E’ un Nek sorprendente quello che esce dalle pagine del libro ’A mani nude’, che Filippo Neviani ha appena pubblicato per i tipi di Harper&Collins (18 euro, 192 pagine). Scrivere è stata l’occasione per affrontare, chiudere ed esorcizzare un anno difficile, dopo il brutto incidente alla mano del 19 novembre 2020, quando Nek rischiò di perdere due dita della mano sinistra tranciate da una sega circolare mentre lavorava per tagliare i resti di un calesse di famiglia nella casa di campagna dove passava le estati fin da bambino, sulle colline di Sassuolo. "Mettere in ordine i pensieri mentre passavo le giornate in ospedale o a fare gli esercizi per recuperare la funzionalità delle dita è stato terapeutico", racconta oggi che il peggio è passato e scongiurato, nel senso che la mano è salva e il musicista sassolese è tornato anche a suonare molti dei suoi strumenti, dal basso al pianoforte alla batteria. Manca ancora la chitarra, perché la mano "è al 75-80% e non so quanto potrà migliorare ancora".

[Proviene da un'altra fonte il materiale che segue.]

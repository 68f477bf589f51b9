use chrono::NaiveDate;
use image::codecs::jpeg::JpegEncoder;
use image::codecs::png::PngEncoder;
use image::{DynamicImage, RgbaImage};
use rayon::prelude::*;

use crate::filter_chain::{Adjustment, FilterChain, Preset};
use crate::mask::MaskLayer;

/// JPEG export quality, matching the preview's ~0.9 encoder setting.
const JPEG_QUALITY: u8 = 90;

// Rec. 709 luma weights, as used by the CSS filter-effects matrices.
const LUMA_R: f32 = 0.2126;
const LUMA_G: f32 = 0.7152;
const LUMA_B: f32 = 0.0722;

#[derive(Clone, Copy, PartialEq, Eq, Debug)]
pub enum ExportFormat {
    Png,
    Jpeg,
}

impl ExportFormat {
    pub fn extension(self) -> &'static str {
        match self {
            ExportFormat::Png => "png",
            ExportFormat::Jpeg => "jpg",
        }
    }

    pub fn mime(self) -> &'static str {
        match self {
            ExportFormat::Png => "image/png",
            ExportFormat::Jpeg => "image/jpeg",
        }
    }
}

/// A finished export: encoded bytes plus the dated download filename.
pub struct ExportArtifact {
    pub filename: String,
    pub mime: &'static str,
    pub bytes: Vec<u8>,
}

/// Renders the final raster at the image's native resolution.
///
/// The viewport transform is deliberately absent here: exports always
/// operate on the untransformed image. With a painted mask the filtered
/// raster is blended over the unfiltered base using the mask value as
/// per-pixel alpha; without one it replaces the base outright.
pub fn render(
    original: &DynamicImage,
    chain: &FilterChain,
    mask: Option<&MaskLayer>,
) -> RgbaImage {
    let base = original.to_rgba8();
    if chain.is_empty() {
        return base;
    }

    let filtered = apply_chain(base.clone(), chain);
    match mask {
        Some(mask) if mask.has_paint() => composite_masked(base, filtered, mask),
        _ => filtered,
    }
}

/// Renders and encodes a downloadable artifact. Pure read of the inputs.
pub fn export(
    original: &DynamicImage,
    chain: &FilterChain,
    mask: Option<&MaskLayer>,
    format: ExportFormat,
) -> anyhow::Result<ExportArtifact> {
    let raster = render(original, chain, mask);
    let mut bytes = Vec::new();
    let writer = std::io::Cursor::new(&mut bytes);
    match format {
        ExportFormat::Png => {
            let encoder = PngEncoder::new(writer);
            DynamicImage::ImageRgba8(raster).write_with_encoder(encoder)?;
        }
        ExportFormat::Jpeg => {
            let encoder = JpegEncoder::new_with_quality(writer, JPEG_QUALITY);
            // JPEG has no alpha channel.
            DynamicImage::ImageRgba8(raster)
                .to_rgb8()
                .write_with_encoder(encoder)?;
        }
    }
    Ok(ExportArtifact {
        filename: export_filename(chrono::Local::now().date_naive(), format),
        mime: format.mime(),
        bytes,
    })
}

/// `ImageSpark_YY-MM-DD.<ext>`; same-day exports collide by design and the
/// destination's last write wins.
pub fn export_filename(date: NaiveDate, format: ExportFormat) -> String {
    format!(
        "ImageSpark_{}.{}",
        date.format("%y-%m-%d"),
        format.extension()
    )
}

/// Applies the chain's filter functions per pixel with CSS filter-effects
/// semantics: sliders first, then the preset's color transform, then any
/// preset blur.
fn apply_chain(mut rgba: RgbaImage, chain: &FilterChain) -> RgbaImage {
    let brightness = chain.value(Adjustment::Brightness);
    let contrast = chain.value(Adjustment::Contrast);
    let saturate = chain.value(Adjustment::Saturate);
    let preset = chain.preset();

    rgba.par_chunks_exact_mut(4).for_each(|px| {
        let mut r = px[0] as f32 / 255.0;
        let mut g = px[1] as f32 / 255.0;
        let mut b = px[2] as f32 / 255.0;

        r *= brightness;
        g *= brightness;
        b *= brightness;

        r = (r - 0.5) * contrast + 0.5;
        g = (g - 0.5) * contrast + 0.5;
        b = (b - 0.5) * contrast + 0.5;

        let luma = LUMA_R * r + LUMA_G * g + LUMA_B * b;
        r = luma + (r - luma) * saturate;
        g = luma + (g - luma) * saturate;
        b = luma + (b - luma) * saturate;

        match preset {
            Some(Preset::Grayscale) => {
                let luma = LUMA_R * r + LUMA_G * g + LUMA_B * b;
                r = luma;
                g = luma;
                b = luma;
            }
            Some(Preset::Sepia) => (r, g, b) = sepia(r, g, b, 0.8),
            Some(Preset::Invert) => {
                r = 1.0 - r;
                g = 1.0 - g;
                b = 1.0 - b;
            }
            Some(Preset::Pop) => (r, g, b) = hue_rotate(r, g, b, 180.0),
            Some(Preset::Soften) | None => {}
        }

        px[0] = (r.clamp(0.0, 1.0) * 255.0).round() as u8;
        px[1] = (g.clamp(0.0, 1.0) * 255.0).round() as u8;
        px[2] = (b.clamp(0.0, 1.0) * 255.0).round() as u8;
    });

    if chain.preset() == Some(Preset::Soften) {
        rgba = image::imageops::blur(&rgba, 2.0);
    }
    rgba
}

fn sepia(r: f32, g: f32, b: f32, amount: f32) -> (f32, f32, f32) {
    let sr = 0.393 * r + 0.769 * g + 0.189 * b;
    let sg = 0.349 * r + 0.686 * g + 0.168 * b;
    let sb = 0.272 * r + 0.534 * g + 0.131 * b;
    (
        r + (sr - r) * amount,
        g + (sg - g) * amount,
        b + (sb - b) * amount,
    )
}

fn hue_rotate(r: f32, g: f32, b: f32, degrees: f32) -> (f32, f32, f32) {
    let (sin, cos) = degrees.to_radians().sin_cos();
    (
        (LUMA_R + cos * (1.0 - LUMA_R) - sin * LUMA_R) * r
            + (LUMA_G - cos * LUMA_G - sin * LUMA_G) * g
            + (LUMA_B - cos * LUMA_B + sin * (1.0 - LUMA_B)) * b,
        (LUMA_R - cos * LUMA_R + sin * 0.143) * r
            + (LUMA_G + cos * (1.0 - LUMA_G) + sin * 0.140) * g
            + (LUMA_B - cos * LUMA_B - sin * 0.283) * b,
        (LUMA_R - cos * LUMA_R - sin * (1.0 - LUMA_R)) * r
            + (LUMA_G - cos * LUMA_G + sin * LUMA_G) * g
            + (LUMA_B + cos * (1.0 - LUMA_B) + sin * LUMA_B) * b,
    )
}

fn composite_masked(base: RgbaImage, filtered: RgbaImage, mask: &MaskLayer) -> RgbaImage {
    let width = base.width();
    let mut out = base;
    out.par_chunks_exact_mut(4)
        .zip(filtered.par_chunks_exact(4))
        .enumerate()
        .for_each(|(i, (dst, src))| {
            let x = (i as u32) % width;
            let y = (i as u32) / width;
            let alpha = mask.value_at(x, y) as f32 / 255.0;
            if alpha <= 0.0 {
                return;
            }
            for c in 0..3 {
                let b = dst[c] as f32;
                let f = src[c] as f32;
                dst[c] = (b + (f - b) * alpha).round() as u8;
            }
        });
    out
}

#[cfg(test)]
mod tests {
    use super::*;
    use image::{ImageBuffer, Rgba};

    fn flat(width: u32, height: u32, rgb: [u8; 3]) -> DynamicImage {
        DynamicImage::ImageRgba8(ImageBuffer::from_pixel(
            width,
            height,
            Rgba([rgb[0], rgb[1], rgb[2], 255]),
        ))
    }

    #[test]
    fn empty_chain_renders_the_original_untouched() {
        let img = flat(8, 8, [10, 120, 240]);
        let out = render(&img, &FilterChain::new(), None);
        assert_eq!(out.get_pixel(3, 3).0, [10, 120, 240, 255]);
    }

    #[test]
    fn brightness_scales_channels() {
        let img = flat(4, 4, [100, 100, 100]);
        let mut chain = FilterChain::new();
        chain.apply_adjustment(Adjustment::Brightness, 1.5);
        let out = render(&img, &chain, None);
        assert_eq!(out.get_pixel(0, 0)[0], 150);
    }

    #[test]
    fn saturate_zero_desaturates_to_luma() {
        let img = flat(2, 2, [255, 0, 0]);
        let mut chain = FilterChain::new();
        chain.apply_adjustment(Adjustment::Saturate, 0.0);
        let out = render(&img, &chain, None);
        let px = out.get_pixel(0, 0);
        assert_eq!(px[0], px[1]);
        assert_eq!(px[1], px[2]);
    }

    #[test]
    fn grayscale_preset_equalizes_channels() {
        let img = flat(2, 2, [200, 40, 90]);
        let mut chain = FilterChain::new();
        chain.toggle(Preset::Grayscale);
        let out = render(&img, &chain, None);
        let px = out.get_pixel(1, 1);
        assert_eq!(px[0], px[1]);
        assert_eq!(px[1], px[2]);
    }

    #[test]
    fn invert_preset_flips_channels() {
        let img = flat(2, 2, [0, 255, 100]);
        let mut chain = FilterChain::new();
        chain.toggle(Preset::Invert);
        let out = render(&img, &chain, None);
        assert_eq!(out.get_pixel(0, 0).0, [255, 0, 155, 255]);
    }

    #[test]
    fn mask_restricts_the_filtered_region() {
        let img = flat(40, 40, [100, 100, 100]);
        let mut chain = FilterChain::new();
        chain.apply_adjustment(Adjustment::Brightness, 2.0);

        let mut mask = MaskLayer::new(40, 40);
        mask.set_brush_radius(4.0);
        mask.begin_stroke((10.0, 10.0));
        mask.end_stroke();

        let out = render(&img, &chain, Some(&mask));
        // Painted area shows the filtered pixels, unpainted keeps the base.
        assert_eq!(out.get_pixel(10, 10)[0], 200);
        assert_eq!(out.get_pixel(35, 35)[0], 100);
    }

    #[test]
    fn blank_mask_means_full_filter_replacement() {
        let img = flat(8, 8, [100, 100, 100]);
        let mut chain = FilterChain::new();
        chain.apply_adjustment(Adjustment::Brightness, 2.0);
        let mask = MaskLayer::new(8, 8);
        let out = render(&img, &chain, Some(&mask));
        assert_eq!(out.get_pixel(7, 7)[0], 200);
    }

    #[test]
    fn export_is_native_resolution_png() {
        let img = flat(400, 300, [100, 100, 100]);
        let mut chain = FilterChain::new();
        chain.apply_adjustment(Adjustment::Brightness, 1.2);

        let artifact = export(&img, &chain, None, ExportFormat::Png).unwrap();
        assert!(artifact.filename.starts_with("ImageSpark_"));
        assert!(artifact.filename.ends_with(".png"));
        assert_eq!(artifact.mime, "image/png");

        let decoded = image::load_from_memory(&artifact.bytes).unwrap();
        assert_eq!(decoded.width(), 400);
        assert_eq!(decoded.height(), 300);
        // PNG round-trip is lossless, so the brightened value is exact.
        assert_eq!(decoded.to_rgba8().get_pixel(200, 150)[0], 120);
    }

    #[test]
    fn export_filename_uses_the_dated_pattern() {
        let date = NaiveDate::from_ymd_opt(2026, 8, 29).unwrap();
        assert_eq!(
            export_filename(date, ExportFormat::Png),
            "ImageSpark_26-08-29.png"
        );
        assert_eq!(
            export_filename(date, ExportFormat::Jpeg),
            "ImageSpark_26-08-29.jpg"
        );
    }

    #[test]
    fn jpeg_export_decodes_at_native_size() {
        let img = flat(64, 48, [30, 60, 90]);
        let artifact = export(&img, &FilterChain::new(), None, ExportFormat::Jpeg).unwrap();
        let decoded = image::load_from_memory(&artifact.bytes).unwrap();
        assert_eq!((decoded.width(), decoded.height()), (64, 48));
    }
}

Il Filippo che si racconta a cuore aperto nelle pagine del libro, all’alba dei 50 anni che ha compiuto il 6 gennaio, è un ragazzo diventato uomo che pur avendo scalato il mondo con album anche in spagnolo che hanno venduto 10 milioni di dischi, rimane legatissimo alle sue radici. Ed è qui che esce il Nek che non ti aspetti, quello meno conosciuto, anche se lui in realtà questo suo lato campestre non l’ha mai nascosto. Raccontando senza problemi che con i primi soldi guadagnati si è comprato trattori da usare nella stessa tenuta di Montegibbio dove è avvenuto l’incidente e dove spesso va ad ossigenare polmoni, cuore e memoria.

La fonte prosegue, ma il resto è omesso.